Hodges goes on. “It’s true that we never believed her, no matter how many times she told us she took her key and locked her car, so we bear part of the responsibility for what she did, but Hartsfield went after her with malice aforethought. That’s what you’re driving at, isn’t it?”
“Yes,” Pete says. “He wasn’t content with stealing her Mercedes and using it as a murder weapon. He got inside her head, even bugged her computer with an audio program full of screams and accusations. And then there’s you, Kermit.”
Yes. There was him.
Hodges had received an anonymous poison pen letter from Hartsfield when he was at an absolute low point, living in an empty house, sleeping badly, seeing almost no one except Jerome Robinson, the kid who cut his grass and did general repairs around the place. Suffering from a common malady in career cops: end-of-watch depression.
Retired police have an extremely high suicide rate, Brady Hartsfield had written.
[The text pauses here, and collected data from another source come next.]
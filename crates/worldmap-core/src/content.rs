//! Hardcoded placeholder content. There is no data layer behind any of this.

use crate::onboarding::{OnboardingPage, PageIcon};

pub const APP_TITLE: &str = "TU World Map";
pub const HOME_GREETING: &str = "Welcome back! Where would you like to go today?";
pub const SEARCH_PLACEHOLDER: &str = "search";

pub fn default_onboarding_pages() -> Vec<OnboardingPage> {
    vec![
        OnboardingPage::new(
            "Welcome to TU World Map",
            "Navigate your campus with ease. Find buildings, facilities, and points of interest all in one place.",
            PageIcon::Pin,
        ),
        OnboardingPage::new(
            "Real-time Navigation",
            "Get turn-by-turn directions to any location on campus. Never get lost on your way to class again.",
            PageIcon::Navigation,
        ),
        OnboardingPage::new(
            "Discover Campus Life",
            "Explore dining halls, libraries, study spaces, and more. Everything you need is at your fingertips.",
            PageIcon::Book,
        ),
    ]
}

pub fn default_filters() -> Vec<String> {
    vec!["canteen".to_string()]
}

#[derive(Clone, Copy, Debug, PartialEq, Eq)]
pub struct Place {
    pub name: &'static str,
    pub detail: &'static str,
}

pub const RECENT_LOCATIONS: &[Place] = &[
    Place {
        name: "อาคาร 1",
        detail: "Engineering Building",
    },
    Place {
        name: "โรงอาหาร",
        detail: "Canteen Building",
    },
    Place {
        name: "ห้องสมุด",
        detail: "Library",
    },
];

pub const POPULAR_DESTINATIONS: &[Place] = &[
    Place {
        name: "ร้านอาหาร",
        detail: "15 locations",
    },
    Place {
        name: "ห้องเรียน",
        detail: "50+ rooms",
    },
    Place {
        name: "ลานจอดรถ",
        detail: "8 parking lots",
    },
    Place {
        name: "ปั๊มรถเมล์",
        detail: "6 bus stops",
    },
];

/// One line of the search overlay: a full-width pill or two half-width ones.
#[derive(Clone, Copy, Debug, PartialEq, Eq)]
pub enum ResultRow {
    Wide(&'static str),
    Pair(&'static str, &'static str),
}

pub const SEARCH_RESULTS: &[ResultRow] = &[
    ResultRow::Wide("อาคาร1"),
    ResultRow::Pair("ร้านอาหาร", "โรงอาหาร"),
    ResultRow::Wide("ขนส่ง"),
    ResultRow::Pair("วินมอไซ", "รถตู้"),
    ResultRow::Wide("ปั๊มรถเมล์"),
];
/// Main screens reachable after onboarding.
#[derive(Clone, Copy, Debug, PartialEq, Eq, Hash)]
pub enum Route {
    Home,
    Map,
}

/// Bottom navigation bar items.
#[derive(Clone, Copy, Debug, PartialEq, Eq, Hash)]
pub enum NavTab {
    Home,
    Map,
    Search,
    Saved,
    Profile,
}

impl NavTab {
    pub const ALL: [NavTab; 5] = [
        NavTab::Home,
        NavTab::Map,
        NavTab::Search,
        NavTab::Saved,
        NavTab::Profile,
    ];

    pub fn label(self) -> &'static str {
        match self {
            NavTab::Home => "Home",
            NavTab::Map => "Map",
            NavTab::Search => "Search",
            NavTab::Saved => "Saved",
            NavTab::Profile => "Profile",
        }
    }
}

#[derive(Clone, Copy, Debug, PartialEq, Eq)]
pub enum QuickAction {
    ViewMap,
    Search,
}

impl QuickAction {
    pub const ALL: [QuickAction; 2] = [QuickAction::ViewMap, QuickAction::Search];

    pub fn label(self) -> &'static str {
        match self {
            QuickAction::ViewMap => "View Map",
            QuickAction::Search => "Search",
        }
    }
}

#[derive(Clone, Debug, PartialEq, Eq)]
pub struct HomeState {
    active: NavTab,
}

impl Default for HomeState {
    fn default() -> Self {
        Self {
            active: NavTab::Home,
        }
    }
}

impl HomeState {
    pub fn active(&self) -> NavTab {
        self.active
    }

    /// Highlight `tab`. Only the map tab leaves the home screen.
    pub fn select(&mut self, tab: NavTab) -> Option<Route> {
        self.active = tab;
        (tab == NavTab::Map).then_some(Route::Map)
    }

    pub fn quick_action(&mut self, action: QuickAction) -> Option<Route> {
        match action {
            // Navigates without touching the highlighted tab.
            QuickAction::ViewMap => Some(Route::Map),
            QuickAction::Search => self.select(NavTab::Search),
        }
    }
}
//! Top-level controller. Owns the app mode and everything that hangs off it.

use crate::config::Config;
use crate::error::Result;
use crate::home::{HomeState, NavTab, QuickAction, Route};
use crate::onboarding::{Carousel, OnboardingError};
use crate::search::MapSearchState;
use crate::store::{Ephemeral, JsonFileStore, OnboardingStore};

#[derive(Clone, Copy, Debug, PartialEq, Eq)]
pub enum AppMode {
    Onboarding,
    Main,
}

pub struct MainState {
    route: Route,
    pub home: HomeState,
    pub map: MapSearchState,
}

impl MainState {
    fn new(filters: &[String]) -> Self {
        Self {
            route: Route::Home,
            home: HomeState::default(),
            map: MapSearchState::new(filters.to_vec()),
        }
    }

    pub fn route(&self) -> Route {
        self.route
    }
}

enum Stage {
    Onboarding(Carousel),
    Main(MainState),
}

type Hook = Box<dyn FnMut()>;

pub struct Shell {
    stage: Stage,
    config: Config,
    store: Box<dyn OnboardingStore>,
    on_complete: Vec<Hook>,
}

impl Shell {
    /// Build the shell, consulting `store` once to decide whether onboarding runs.
    ///
    /// An unreadable store counts as "not completed".
    pub fn new(config: Config, store: Box<dyn OnboardingStore>) -> Result<Self> {
        let completed = store.has_completed().unwrap_or_else(|e| {
            log::warn!("could not read onboarding state: {e}");
            false
        });
        let stage = if completed {
            log::info!("onboarding already completed, starting on home");
            Stage::Main(MainState::new(&config.initial_filters))
        } else {
            Stage::Onboarding(Carousel::new(config.onboarding_pages())?)
        };
        Ok(Self {
            stage,
            config,
            store,
            on_complete: Vec::new(),
        })
    }

    /// Pick the store from `config.remember_onboarding`.
    pub fn from_config(config: Config) -> Result<Self> {
        let store: Box<dyn OnboardingStore> = if config.remember_onboarding {
            Box::new(JsonFileStore::new(config.state_file.clone()))
        } else {
            Box::new(Ephemeral)
        };
        Self::new(config, store)
    }

    pub fn config(&self) -> &Config {
        &self.config
    }

    pub fn mode(&self) -> AppMode {
        match self.stage {
            Stage::Onboarding(_) => AppMode::Onboarding,
            Stage::Main(_) => AppMode::Main,
        }
    }

    pub fn carousel(&self) -> Option<&Carousel> {
        match &self.stage {
            Stage::Onboarding(c) => Some(c),
            Stage::Main(_) => None,
        }
    }

    pub fn carousel_mut(&mut self) -> Option<&mut Carousel> {
        match &mut self.stage {
            Stage::Onboarding(c) => Some(c),
            Stage::Main(_) => None,
        }
    }

    pub fn main(&self) -> Option<&MainState> {
        match &self.stage {
            Stage::Main(m) => Some(m),
            Stage::Onboarding(_) => None,
        }
    }

    pub fn main_mut(&mut self) -> Option<&mut MainState> {
        match &mut self.stage {
            Stage::Main(m) => Some(m),
            Stage::Onboarding(_) => None,
        }
    }

    /// Register a hook fired once when onboarding completes.
    pub fn on_onboarding_complete(&mut self, f: impl FnMut() + 'static) {
        self.on_complete.push(Box::new(f));
    }

    /// Acknowledge onboarding on its last page and switch to the main app.
    pub fn acknowledge(&mut self) -> Result<()> {
        let Stage::Onboarding(carousel) = &mut self.stage else {
            return Err(OnboardingError::AlreadyAcknowledged.into());
        };
        carousel.acknowledge()?;

        if let Err(e) = self.store.mark_completed() {
            log::warn!("could not persist onboarding completion: {e}");
        }
        self.stage = Stage::Main(MainState::new(&self.config.initial_filters));
        for hook in self.on_complete.iter_mut() {
            hook();
        }
        self.on_complete.clear();
        Ok(())
    }

    /// Show `route`. Each visit starts the screen from fresh local state.
    pub fn navigate(&mut self, route: Route) {
        let filters = self.config.initial_filters.clone();
        let Some(main) = self.main_mut() else {
            log::warn!("navigation to {route:?} requested during onboarding");
            return;
        };
        if main.route == route {
            return;
        }
        match route {
            Route::Home => main.home = HomeState::default(),
            Route::Map => main.map = MapSearchState::new(filters),
        }
        main.route = route;
        log::debug!("showing {route:?}");
    }

    /// Bottom-bar tap on whichever main screen is visible.
    pub fn select_tab(&mut self, tab: NavTab) {
        let Some(main) = self.main_mut() else {
            return;
        };
        let next = match main.route {
            Route::Home => main.home.select(tab),
            Route::Map => main.map.select(tab),
        };
        if let Some(route) = next {
            self.navigate(route);
        }
    }

    pub fn quick_action(&mut self, action: QuickAction) {
        let Some(main) = self.main_mut() else {
            return;
        };
        if let Some(route) = main.home.quick_action(action) {
            self.navigate(route);
        }
    }
}

#[cfg(test)]
mod tests {
    use std::cell::Cell;
    use std::rc::Rc;

    use super::*;
    use crate::store::MemoryStore;

    fn shell() -> Shell {
        Shell::new(Config::default(), Box::new(Ephemeral)).unwrap()
    }

    #[test]
    fn onboarding_scenario_fires_hook_once() {
        let mut shell = shell();
        let fired = Rc::new(Cell::new(0));
        shell.on_onboarding_complete({
            let fired = fired.clone();
            move || fired.set(fired.get() + 1)
        });

        assert_eq!(shell.mode(), AppMode::Onboarding);
        let c = shell.carousel_mut().unwrap();
        assert_eq!(c.page_count(), 3);
        assert_eq!(c.current_index(), 0);
        assert!(!c.is_acknowledged());
        assert_eq!(c.on_scroll_position_changed(2.0 * 360.0, 360.0), 2);

        shell.acknowledge().unwrap();
        assert_eq!(fired.get(), 1);
        assert_eq!(shell.mode(), AppMode::Main);
        assert!(shell.carousel().is_none());
        assert_eq!(shell.main().unwrap().route(), Route::Home);

        assert!(shell.acknowledge().is_err());
        assert_eq!(fired.get(), 1);
    }

    #[test]
    fn early_acknowledge_keeps_onboarding() {
        let mut shell = shell();
        let err = shell.acknowledge().unwrap_err();
        assert!(matches!(
            err,
            crate::Error::Onboarding(OnboardingError::NotOnFinalPage { current: 0, last: 2 })
        ));
        assert_eq!(shell.mode(), AppMode::Onboarding);
        assert!(shell.main().is_none());
        insta::assert_snapshot!(
            err,
            @"acknowledge is only available on the last page (at 0, last is 2)"
        );
    }

    #[test]
    fn wide_windows_can_finish_onboarding() {
        for viewport in [600.0, 800.0, 1280.0] {
            let mut shell = shell();
            let carousel = shell.carousel_mut().unwrap();
            let mut offset = 0.0;
            while offset < carousel.max_offset(viewport) {
                offset = (offset + viewport / 3.0).min(carousel.max_offset(viewport));
                carousel.sync_pager(offset, viewport, true);
            }
            assert_eq!(carousel.sync_pager(offset, viewport, false), None);
            assert_eq!(carousel.current_index(), 2, "viewport {viewport}");

            shell.acknowledge().unwrap();
            assert_eq!(shell.mode(), AppMode::Main);
        }
    }

    #[test]
    fn ephemeral_store_shows_onboarding_every_launch() {
        for _ in 0..2 {
            let mut shell = shell();
            assert_eq!(shell.mode(), AppMode::Onboarding);
            shell.carousel_mut().unwrap().on_scroll_position_changed(1e6, 360.0);
            shell.acknowledge().unwrap();
        }
    }

    #[test]
    fn completed_store_skips_onboarding() {
        let store = MemoryStore { completed: true };
        let shell = Shell::new(Config::default(), Box::new(store)).unwrap();
        assert_eq!(shell.mode(), AppMode::Main);
    }

    #[test]
    fn file_store_remembers_across_launches() {
        let dir = tempfile::tempdir().unwrap();
        let config = Config {
            remember_onboarding: true,
            state_file: dir.path().join("state.json"),
            ..Config::default()
        };

        let mut first = Shell::from_config(config.clone()).unwrap();
        assert_eq!(first.mode(), AppMode::Onboarding);
        first
            .carousel_mut()
            .unwrap()
            .on_scroll_position_changed(720.0, 360.0);
        first.acknowledge().unwrap();

        let second = Shell::from_config(config).unwrap();
        assert_eq!(second.mode(), AppMode::Main);
    }

    #[test]
    fn empty_page_list_is_rejected() {
        let config = Config {
            onboarding_pages: Some(vec![]),
            ..Config::default()
        };
        assert!(matches!(
            Shell::new(config, Box::new(Ephemeral)),
            Err(crate::Error::Onboarding(OnboardingError::NoPages))
        ));
    }

    fn main_shell() -> Shell {
        Shell::new(Config::default(), Box::new(MemoryStore { completed: true })).unwrap()
    }

    #[test]
    fn tabs_move_between_home_and_map() {
        let mut shell = main_shell();

        shell.select_tab(NavTab::Saved);
        assert_eq!(shell.main().unwrap().route(), Route::Home);
        assert_eq!(shell.main().unwrap().home.active(), NavTab::Saved);

        shell.select_tab(NavTab::Map);
        let main = shell.main().unwrap();
        assert_eq!(main.route(), Route::Map);
        assert_eq!(main.map.active(), NavTab::Map);

        shell.select_tab(NavTab::Profile);
        let main = shell.main().unwrap();
        assert_eq!(main.route(), Route::Home);
        assert_eq!(main.home.active(), NavTab::Home);
    }

    #[test]
    fn revisiting_map_resets_its_state() {
        let mut shell = main_shell();
        shell.quick_action(QuickAction::ViewMap);
        {
            let map = &mut shell.main_mut().unwrap().map;
            map.filters.remove("canteen");
            map.overlay.open();
        }
        shell.select_tab(NavTab::Home);
        assert_eq!(shell.main().unwrap().route(), Route::Home);

        shell.navigate(Route::Map);
        let map = &shell.main().unwrap().map;
        assert_eq!(map.filters.chips(), ["canteen".to_string()]);
        assert!(!map.overlay.is_open());
    }

    #[test]
    fn navigation_ignored_during_onboarding() {
        let mut shell = shell();
        shell.navigate(Route::Map);
        shell.select_tab(NavTab::Map);
        shell.quick_action(QuickAction::ViewMap);
        assert_eq!(shell.mode(), AppMode::Onboarding);
        assert!(shell.main().is_none());
    }
}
This was before they began communicating by the twenty-first century’s preferred method, the Internet. I wouldn’t want you to start thinking about your gun. But you are thinking of it, aren’t you? It was as if Hartsfield had sniffed out Hodges’s thoughts of suicide and tried to push him over the edge. It had worked with Olivia Trelawney, after all, and he’d gotten a taste for it.
“When I first started working with you,” Pete says, “you told me repeat criminals were sort of like Turkish rugs. Do you remember that?”
“Yes.” It was a theory Hodges had expounded to a great many cops. Few listened, and judging by her bored expression, he guessed Isabelle Jaynes would have been one of those who did not. Pete had.